Of course she misses Philipp, and she is mourning him. She also mourns the loss of her parents ( so many years ago).
But and IMO that's a rather big BUT: her family life, her entire life was almost incomparable to that of any other person.
Perhaps comparable to generations long gone: IMO the kind of family life that seems normal to us, that being part of a group with all the compromises and getting along and around has never been her life. She has been used to being alone, waited on by people who maintained a friendly but formal distance, she is used to deciding where she wants to stay at what given time, and I honestly presume, that Philipp was much like her.
The fact that he moved to Wood farm at the extremely ripe age of 95, instead of staying with her IMO shows some level of independence, both maintained. And that I assume helps.
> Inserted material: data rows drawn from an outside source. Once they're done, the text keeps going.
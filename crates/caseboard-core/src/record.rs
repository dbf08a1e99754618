use std::collections::BTreeMap;

use crate::attribution::find_last_attendant;
use crate::status::resolve_statuses;
use crate::timestamp::TimestampExtractor;
use crate::{format_edit_time, BoardError, CaseRecord, CaseSnapshot, PrivilegedSet, StatusCode};

/// Rewrites selected usernames to a preferred spelling; matching ignores case.
#[derive(Debug, Clone, Default, Eq, PartialEq)]
pub struct NameNormalizer {
    overrides: BTreeMap<String, String>,
}

impl NameNormalizer {
    #[must_use]
    pub fn new(overrides: &BTreeMap<String, String>) -> Self {
        Self {
            overrides: overrides
                .iter()
                .map(|(from, to)| (from.to_lowercase(), to.clone()))
                .collect(),
        }
    }

    #[must_use]
    pub fn normalize(&self, username: &str) -> String {
        self.overrides
            .get(&username.to_lowercase())
            .cloned()
            .unwrap_or_else(|| username.to_string())
    }
}

/// Composes one case snapshot into its board rows.
#[derive(Debug, Clone, Copy)]
pub struct CaseRecordBuilder<'a> {
    privileged: &'a PrivilegedSet,
    names: &'a NameNormalizer,
    timestamps: &'a TimestampExtractor,
}

impl<'a> CaseRecordBuilder<'a> {
    #[must_use]
    pub fn new(
        privileged: &'a PrivilegedSet,
        names: &'a NameNormalizer,
        timestamps: &'a TimestampExtractor,
    ) -> Self {
        Self { privileged, names, timestamps }
    }

    /// Build one record per resolved status of `case`.
    ///
    /// An empty vector means the case carries no recognized status (typically it
    /// was archived while the snapshot was being taken) and should be left off the board.
    ///
    /// # Errors
    /// Returns [`BoardError::Validation`] when the case title has no case name
    /// segment or the case has no edit history.
    pub fn build(&self, case: &CaseSnapshot) -> Result<Vec<CaseRecord>, BoardError> {
        let statuses = resolve_statuses(&case.categories);
        if statuses.is_empty() {
            return Ok(Vec::new());
        }

        let case_name = case.case_name()?;
        let Some(newest) = case.edits.first() else {
            return Err(BoardError::Validation(format!(
                "case `{case_name}` has no edit history"
            )));
        };

        let (last_attendant, last_attendant_time) =
            match find_last_attendant(&case.edits, self.privileged) {
                Some(attendant) => {
                    (self.names.normalize(&attendant.name), format_edit_time(attendant.at))
                }
                None => (String::new(), String::new()),
            };

        let template = CaseRecord {
            case_name: case_name.to_string(),
            status: statuses[0],
            filing_time: self.timestamps.filing_time(case.text.lines()),
            last_editor: self.names.normalize(&newest.author),
            last_editor_time: format_edit_time(newest.timestamp),
            last_attendant,
            last_attendant_time,
        };

        Ok(fan_out(&template, &statuses))
    }
}

/// One copy of `template` per status, in resolution order.
#[must_use]
pub fn fan_out(template: &CaseRecord, statuses: &[StatusCode]) -> Vec<CaseRecord> {
    statuses.iter().map(|status| CaseRecord { status: *status, ..template.clone() }).collect()
}
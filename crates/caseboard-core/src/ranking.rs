use std::cmp::Ordering;

use crate::{CaseRecord, StatusCode};

/// Presentation order of statuses; a status's rank is its index here.
pub const DISPLAY_ORDER: [StatusCode; 17] = [
    StatusCode::InProgress,
    StatusCode::Endorsed,
    StatusCode::Relist,
    StatusCode::Quick,
    StatusCode::CuRequest,
    StatusCode::Admin,
    StatusCode::Clerk,
    StatusCode::Checked,
    StatusCode::New,
    StatusCode::Open,
    StatusCode::CuDeclined,
    StatusCode::Declined,
    StatusCode::CuMoreInfo,
    StatusCode::MoreInfo,
    StatusCode::CuHold,
    StatusCode::Hold,
    StatusCode::Close,
];

pub const RANKING_RULESET_VERSION: &str = "ranking.v1";

#[must_use]
pub fn display_rank(status: StatusCode) -> usize {
    DISPLAY_ORDER.iter().position(|candidate| *candidate == status).unwrap_or(DISPLAY_ORDER.len())
}

#[must_use]
pub fn default_ranking_tie_breakers() -> Vec<String> {
    vec![
        "status_rank asc".to_string(),
        "filing_time asc (string order)".to_string(),
        "input order (stable)".to_string(),
    ]
}

fn compare(lhs: &CaseRecord, rhs: &CaseRecord) -> Ordering {
    display_rank(lhs.status)
        .cmp(&display_rank(rhs.status))
        .then_with(|| lhs.filing_time.cmp(&rhs.filing_time))
}

/// Order the complete record collection for presentation.
///
/// `sort_by` is stable, so rows with equal keys (including the fan-out of one
/// case) keep their input order.
#[must_use]
pub fn rank_records(mut records: Vec<CaseRecord>) -> Vec<CaseRecord> {
    records.sort_by(compare);
    records
}
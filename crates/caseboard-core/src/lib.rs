use std::collections::BTreeSet;
use std::fmt::{Display, Formatter};

use serde::{Deserialize, Serialize};
use time::{OffsetDateTime, PrimitiveDateTime, UtcOffset};

pub mod attribution;
pub mod board;
pub mod ranking;
pub mod record;
pub mod roster;
pub mod status;
pub mod table;
pub mod timestamp;

pub use attribution::{find_last_attendant, Attendant};
pub use board::{assemble_board, Board, RankingMetadata, SkipSource, SkippedCase};
pub use ranking::{default_ranking_tie_breakers, display_rank, rank_records};
pub use record::{CaseRecordBuilder, NameNormalizer};
pub use roster::parse_clerk_roster;
pub use status::resolve_statuses;
pub use table::{edit_summary, render_table, TableTemplate};
pub use timestamp::TimestampExtractor;

/// Sentinel written to `filing_time` when no signature timestamp is found.
pub const UNKNOWN_FILING_TIME: &str = "Unknown";

const BOARD_TIME_FORMAT: &str = "[year]-[month]-[day] [hour]:[minute]";

#[derive(Debug, Clone, thiserror::Error, Eq, PartialEq)]
pub enum BoardError {
    #[error("validation error: {0}")]
    Validation(String),
    #[error("pattern error: {0}")]
    Pattern(String),
}

#[derive(Debug, Clone, Copy, Serialize, Deserialize, Eq, PartialEq, Ord, PartialOrd, Hash)]
pub enum StatusCode {
    #[serde(rename = "inprogress")]
    InProgress,
    #[serde(rename = "endorsed")]
    Endorsed,
    #[serde(rename = "relist")]
    Relist,
    #[serde(rename = "CUrequest")]
    CuRequest,
    #[serde(rename = "admin")]
    Admin,
    #[serde(rename = "clerk")]
    Clerk,
    #[serde(rename = "checked")]
    Checked,
    #[serde(rename = "new")]
    New,
    #[serde(rename = "open")]
    Open,
    #[serde(rename = "cudeclined")]
    CuDeclined,
    #[serde(rename = "declined")]
    Declined,
    #[serde(rename = "cumoreinfo")]
    CuMoreInfo,
    #[serde(rename = "moreinfo")]
    MoreInfo,
    #[serde(rename = "cuhold")]
    CuHold,
    #[serde(rename = "hold")]
    Hold,
    #[serde(rename = "close")]
    Close,
    #[serde(rename = "QUICK")]
    Quick,
}

impl StatusCode {
    pub const ALL: [Self; 17] = [
        Self::InProgress,
        Self::Endorsed,
        Self::Relist,
        Self::CuRequest,
        Self::Admin,
        Self::Clerk,
        Self::Checked,
        Self::New,
        Self::Open,
        Self::CuDeclined,
        Self::Declined,
        Self::CuMoreInfo,
        Self::MoreInfo,
        Self::CuHold,
        Self::Hold,
        Self::Close,
        Self::Quick,
    ];

    #[must_use]
    pub fn as_str(self) -> &'static str {
        match self {
            Self::InProgress => "inprogress",
            Self::Endorsed => "endorsed",
            Self::Relist => "relist",
            Self::CuRequest => "CUrequest",
            Self::Admin => "admin",
            Self::Clerk => "clerk",
            Self::Checked => "checked",
            Self::New => "new",
            Self::Open => "open",
            Self::CuDeclined => "cudeclined",
            Self::Declined => "declined",
            Self::CuMoreInfo => "cumoreinfo",
            Self::MoreInfo => "moreinfo",
            Self::CuHold => "cuhold",
            Self::Hold => "hold",
            Self::Close => "close",
            Self::Quick => "QUICK",
        }
    }

    #[must_use]
    pub fn parse(value: &str) -> Option<Self> {
        Self::ALL.into_iter().find(|status| status.as_str() == value)
    }
}

impl Display for StatusCode {
    fn fmt(&self, f: &mut Formatter<'_>) -> std::fmt::Result {
        f.write_str(self.as_str())
    }
}

/// One revision of a case page, as supplied by the edit-history provider.
#[derive(Debug, Clone, Serialize, Deserialize, Eq, PartialEq)]
pub struct Edit {
    pub author: String,
    #[serde(with = "time::serde::rfc3339")]
    pub timestamp: OffsetDateTime,
    #[serde(default)]
    pub summary: String,
}

/// Usernames eligible to be credited as attendants (active clerks and checkusers).
#[derive(Debug, Clone, Default, Serialize, Deserialize, Eq, PartialEq)]
#[serde(transparent)]
pub struct PrivilegedSet(BTreeSet<String>);

impl PrivilegedSet {
    #[must_use]
    pub fn from_groups<C, U>(clerks: C, checkusers: U) -> Self
    where
        C: IntoIterator,
        C::Item: Into<String>,
        U: IntoIterator,
        U::Item: Into<String>,
    {
        clerks.into_iter().map(Into::into).chain(checkusers.into_iter().map(Into::into)).collect()
    }

    #[must_use]
    pub fn contains(&self, username: &str) -> bool {
        self.0.contains(username)
    }

    #[must_use]
    pub fn len(&self) -> usize {
        self.0.len()
    }

    #[must_use]
    pub fn is_empty(&self) -> bool {
        self.0.is_empty()
    }

    pub fn iter(&self) -> impl Iterator<Item = &str> {
        self.0.iter().map(String::as_str)
    }
}

impl<S: Into<String>> FromIterator<S> for PrivilegedSet {
    fn from_iter<T: IntoIterator<Item = S>>(iter: T) -> Self {
        Self(
            iter.into_iter()
                .map(Into::into)
                .filter(|name: &String| !name.trim().is_empty())
                .collect(),
        )
    }
}

/// A consistent snapshot of one open case: its tags, edit history (newest first), and page text.
#[derive(Debug, Clone, Serialize, Deserialize, Eq, PartialEq)]
pub struct CaseSnapshot {
    pub title: String,
    #[serde(default)]
    pub categories: Vec<String>,
    #[serde(default)]
    pub edits: Vec<Edit>,
    #[serde(default)]
    pub text: String,
}

impl CaseSnapshot {
    /// Case name is the first subpage segment of the title.
    ///
    /// # Errors
    /// Returns [`BoardError::Validation`] when the title has no non-empty subpage segment.
    pub fn case_name(&self) -> Result<&str, BoardError> {
        match self.title.split('/').nth(1) {
            Some(name) if !name.trim().is_empty() => Ok(name),
            _ => Err(BoardError::Validation(format!(
                "case title `{}` has no case name segment",
                self.title
            ))),
        }
    }
}

/// One presentation row of the status board.
#[derive(Debug, Clone, Serialize, Deserialize, Eq, PartialEq)]
pub struct CaseRecord {
    pub case_name: String,
    pub status: StatusCode,
    pub filing_time: String,
    #[serde(default)]
    pub last_editor: String,
    #[serde(default)]
    pub last_editor_time: String,
    #[serde(default)]
    pub last_attendant: String,
    #[serde(default)]
    pub last_attendant_time: String,
}

impl CaseRecord {
    /// Validate a record supplied from outside the builder (for example the quick-request feed).
    ///
    /// # Errors
    /// Returns [`BoardError::Validation`] when the case name is blank, the attendant
    /// name/time pair is half populated, or a time field is not in board format.
    pub fn validate(&self) -> Result<(), BoardError> {
        if self.case_name.trim().is_empty() {
            return Err(BoardError::Validation("case_name MUST be non-empty".to_string()));
        }

        if self.last_attendant.is_empty() != self.last_attendant_time.is_empty() {
            return Err(BoardError::Validation(
                "last_attendant and last_attendant_time MUST both be set or both be empty"
                    .to_string(),
            ));
        }

        if self.filing_time != UNKNOWN_FILING_TIME && parse_board_time(&self.filing_time).is_none()
        {
            return Err(BoardError::Validation(format!(
                "filing_time `{}` MUST be YYYY-MM-DD HH:MM or {UNKNOWN_FILING_TIME}",
                self.filing_time
            )));
        }

        for (field, value) in [
            ("last_editor_time", &self.last_editor_time),
            ("last_attendant_time", &self.last_attendant_time),
        ] {
            if !value.is_empty() && parse_board_time(value).is_none() {
                return Err(BoardError::Validation(format!(
                    "{field} `{value}` MUST be YYYY-MM-DD HH:MM"
                )));
            }
        }

        Ok(())
    }
}

/// Format a wall-clock time the way board rows carry it (`YYYY-MM-DD HH:MM`).
///
/// The fixed width keeps lexicographic order equal to chronological order.
#[must_use]
pub fn format_board_time(value: PrimitiveDateTime) -> String {
    format!(
        "{:04}-{:02}-{:02} {:02}:{:02}",
        value.year(),
        u8::from(value.month()),
        value.day(),
        value.hour(),
        value.minute()
    )
}

#[must_use]
pub fn format_edit_time(value: OffsetDateTime) -> String {
    let utc = value.to_offset(UtcOffset::UTC);
    format_board_time(PrimitiveDateTime::new(utc.date(), utc.time()))
}

fn parse_board_time(value: &str) -> Option<PrimitiveDateTime> {
    let format = time::format_description::parse(BOARD_TIME_FORMAT).ok()?;
    PrimitiveDateTime::parse(value, &format).ok()
}
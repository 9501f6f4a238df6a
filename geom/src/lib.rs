//! Procedural solid geometry and GPU mesh compilation
//!
//! Parametric solids are generated as polygon soups with per-vertex
//! normals, composed with affine transforms, and compiled into a single
//! deduplicated indexed triangle mesh: one interleaved f32 vertex buffer
//! (position, normal, material channels) and one u16 index buffer, ready
//! for GPU upload.
//!
//! Pipeline: generators ([`solid`]) produce polygons, per-instance affine
//! transforms compose them into a scene, and [`compile::compile_scene`]
//! fan-triangulates, deduplicates, and packs the whole scene into a
//! [`compile::MeshBuffers`] pair.

pub mod compile;
pub mod export;
pub mod packing;
pub mod polygon;
pub mod solid;
pub mod vertex;

pub use compile::{CompileError, MeshBuffers, NormalPacking, compile_scene};
pub use export::write_obj;
pub use polygon::Polygon;
pub use solid::{Solid, cylinder, extrude};
pub use vertex::{Material, Vertex};
//! Vertex primitives
//!
//! A vertex carries a position and a normal direction. All operations are
//! pure: they return a new value and never mutate their input.

use glam::{Mat4, Vec3};

/// Opaque per-polygon material attribute (three channels, RGB by
/// convention).
///
/// Treated as a vertex attribute during compilation: corners with equal
/// position and normal but different materials never share an output
/// vertex.
pub type Material = [f32; 3];

/// Position plus normal direction.
///
/// The normal is not required to be unit length; it is carried through
/// transforms as-is and only renormalized by quantized packing (see
/// [`crate::compile::NormalPacking`]).
#[derive(Clone, Copy, Debug, PartialEq)]
pub struct Vertex {
    /// Vertex position
    pub position: Vec3,
    /// Normal direction
    pub normal: Vec3,
}

impl Vertex {
    /// Create a vertex from a position and a normal
    pub fn new(position: Vec3, normal: Vec3) -> Self {
        Self { position, normal }
    }

    /// Apply an affine transform.
    ///
    /// The position is transformed as a point (w = 1); the normal is
    /// transformed by the linear part only (w = 0), so translation never
    /// affects it.
    pub fn transform(&self, m: &Mat4) -> Self {
        Self {
            position: m.transform_point3(self.position),
            normal: m.transform_vector3(self.normal),
        }
    }

    /// Negate the normal, leaving the position unchanged
    pub fn flipped(&self) -> Self {
        Self {
            position: self.position,
            normal: -self.normal,
        }
    }

    /// Offset the position, leaving the normal unchanged
    pub fn translated(&self, dx: f32, dy: f32, dz: f32) -> Self {
        Self {
            position: self.position + Vec3::new(dx, dy, dz),
            normal: self.normal,
        }
    }

    /// Linearly interpolate all six channels between two vertices
    pub fn lerp(a: Self, b: Self, t: f32) -> Self {
        Self {
            position: a.position.lerp(b.position, t),
            normal: a.normal.lerp(b.normal, t),
        }
    }

    /// Interpolate a single position channel (0 = x, 1 = y, 2 = z),
    /// taking every other channel from `a`.
    ///
    /// Supports partial smoothing where only one axis is blended between
    /// two sides.
    pub fn lerp_axis(a: Self, b: Self, axis: usize, t: f32) -> Self {
        let mut position = a.position;
        position[axis] = a.position[axis] + (b.position[axis] - a.position[axis]) * t;
        Self {
            position,
            normal: a.normal,
        }
    }
}
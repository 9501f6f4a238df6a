//! Triangulation, vertex deduplication, and buffer packing
//!
//! Compiles an ordered scene of solids into one interleaved vertex buffer
//! and one u16 index buffer. Each polygon is fan-triangulated in encounter
//! order, corners are deduplicated by exact attribute equality on their
//! packed representation, degenerate triangles are dropped, and output
//! indices are assigned in first-use order across the whole scene.
//!
//! The pass holds no state between invocations: compiling the same scene
//! twice yields identical buffers.

use hashbrown::HashMap;
use thiserror::Error;

use crate::packing::{VERTEX_STRIDE, quantize_normal_snorm16};
use crate::solid::Solid;
use crate::vertex::{Material, Vertex};

/// How normal channels are packed into the output vertex rows.
#[derive(Clone, Copy, Debug, Default, PartialEq, Eq)]
pub enum NormalPacking {
    /// Raw f32 normal channels, carried exactly as generated
    #[default]
    Float,
    /// Renormalized to unit length and quantized to the signed 16-bit
    /// integer range; channels hold exact integers in [-32767, 32767]
    Snorm16,
}

/// Compiled mesh: interleaved vertex rows plus a triangle index list.
///
/// Row layout is fixed at [`VERTEX_STRIDE`] floats: position (3), normal
/// (3), material (3). Indices come in triples, one per emitted triangle,
/// in the input winding order.
#[derive(Clone, Debug, PartialEq)]
pub struct MeshBuffers {
    /// Interleaved vertex rows, row-major
    pub vertices: Vec<f32>,
    /// Triangle corner indices into the vertex rows
    pub indices: Vec<u16>,
}

impl MeshBuffers {
    /// Number of vertex rows
    pub fn vertex_count(&self) -> usize {
        self.vertices.len() / VERTEX_STRIDE
    }

    /// Number of emitted triangles
    pub fn triangle_count(&self) -> usize {
        self.indices.len() / 3
    }

    /// Vertex buffer bytes for GPU upload
    pub fn vertex_bytes(&self) -> &[u8] {
        bytemuck::cast_slice(&self.vertices)
    }

    /// Index buffer bytes for GPU upload
    pub fn index_bytes(&self) -> &[u8] {
        bytemuck::cast_slice(&self.indices)
    }
}

/// Compilation failure.
///
/// Malformed geometry (non-convex polygons, NaN coordinates) is not
/// validated and propagates into the output; the only recoverable error
/// is exhausting the 16-bit index range.
#[derive(Debug, Error)]
pub enum CompileError {
    /// The scene needs more output vertices than a u16 index can address
    #[error("scene needs at least {0} output vertices, exceeding the u16 index range")]
    TooManyVertices(usize),
}

/// Bit pattern of a packed vertex row, used for exact-equality dedup.
///
/// Keying on the bits of what will actually be stored guarantees that two
/// corners share an output vertex exactly when their stored rows would be
/// identical.
type VertexKey = [u32; VERTEX_STRIDE];

/// Dedup table: key -> record id, records in first-intern order.
#[derive(Default)]
struct VertexInterner {
    seen: HashMap<VertexKey, u32>,
    records: Vec<[f32; VERTEX_STRIDE]>,
}

impl VertexInterner {
    fn intern(&mut self, row: [f32; VERTEX_STRIDE]) -> u32 {
        let key = row.map(f32::to_bits);
        *self.seen.entry(key).or_insert_with(|| {
            let id = self.records.len() as u32;
            self.records.push(row);
            id
        })
    }
}

fn make_row(vertex: &Vertex, material: Material, packing: NormalPacking) -> [f32; VERTEX_STRIDE] {
    let p = vertex.position;
    let n = match packing {
        NormalPacking::Float => vertex.normal,
        NormalPacking::Snorm16 => quantize_normal_snorm16(vertex.normal),
    };
    [
        p.x,
        p.y,
        p.z,
        n.x,
        n.y,
        n.z,
        material[0],
        material[1],
        material[2],
    ]
}

/// Compile an ordered scene of solids into a single mesh buffer pair.
///
/// Fan-triangulates every polygon (convexity assumed), deduplicates
/// corners by exact packed-attribute equality, silently drops triangles
/// with two identical corners, and assigns output indices in first-use
/// order. Winding is preserved from the input polygons.
pub fn compile_scene(solids: &[Solid], packing: NormalPacking) -> Result<MeshBuffers, CompileError> {
    let mut interner = VertexInterner::default();
    let mut triangles: Vec<[u32; 3]> = Vec::new();

    for solid in solids {
        for polygon in &solid.polygons {
            let points = &polygon.points;
            for i in 2..points.len() {
                let a = interner.intern(make_row(&points[0], polygon.material, packing));
                let b = interner.intern(make_row(&points[i - 1], polygon.material, packing));
                let c = interner.intern(make_row(&points[i], polygon.material, packing));
                if a != b && a != c && b != c {
                    triangles.push([a, b, c]);
                }
            }
        }
    }

    // Second phase: assign output indices in first-use order and emit the
    // packed rows alongside.
    let mut assigned: Vec<Option<u16>> = vec![None; interner.records.len()];
    let mut vertices: Vec<f32> = Vec::new();
    let mut indices: Vec<u16> = Vec::with_capacity(triangles.len() * 3);
    let mut used: usize = 0;

    for triangle in &triangles {
        for &corner in triangle {
            let slot = &mut assigned[corner as usize];
            let index = match *slot {
                Some(index) => index,
                None => {
                    let index = u16::try_from(used)
                        .map_err(|_| CompileError::TooManyVertices(used + 1))?;
                    *slot = Some(index);
                    used += 1;
                    vertices.extend_from_slice(&interner.records[corner as usize]);
                    index
                }
            };
            indices.push(index);
        }
    }

    Ok(MeshBuffers { vertices, indices })
}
I compare that to two elderly friends, one who lost her husband of many years quite suddenly and who felt the loss in every moment, every room, every meal, every going to sleep and waking up. Missing his things in their closet and bathroom, his glasses in living room etc.
The other lady lost her husband after several years of him living in assistant living due to his ailment. Her house, her daily routine had shifted to suit her and he hadn't been included in every minute detail.

She might keep a distance from servants - but not staff. I know the niece of one of her closest longterm staffers and I have it from her they (Queen and the staffer) were fast friends and on on nickname terms…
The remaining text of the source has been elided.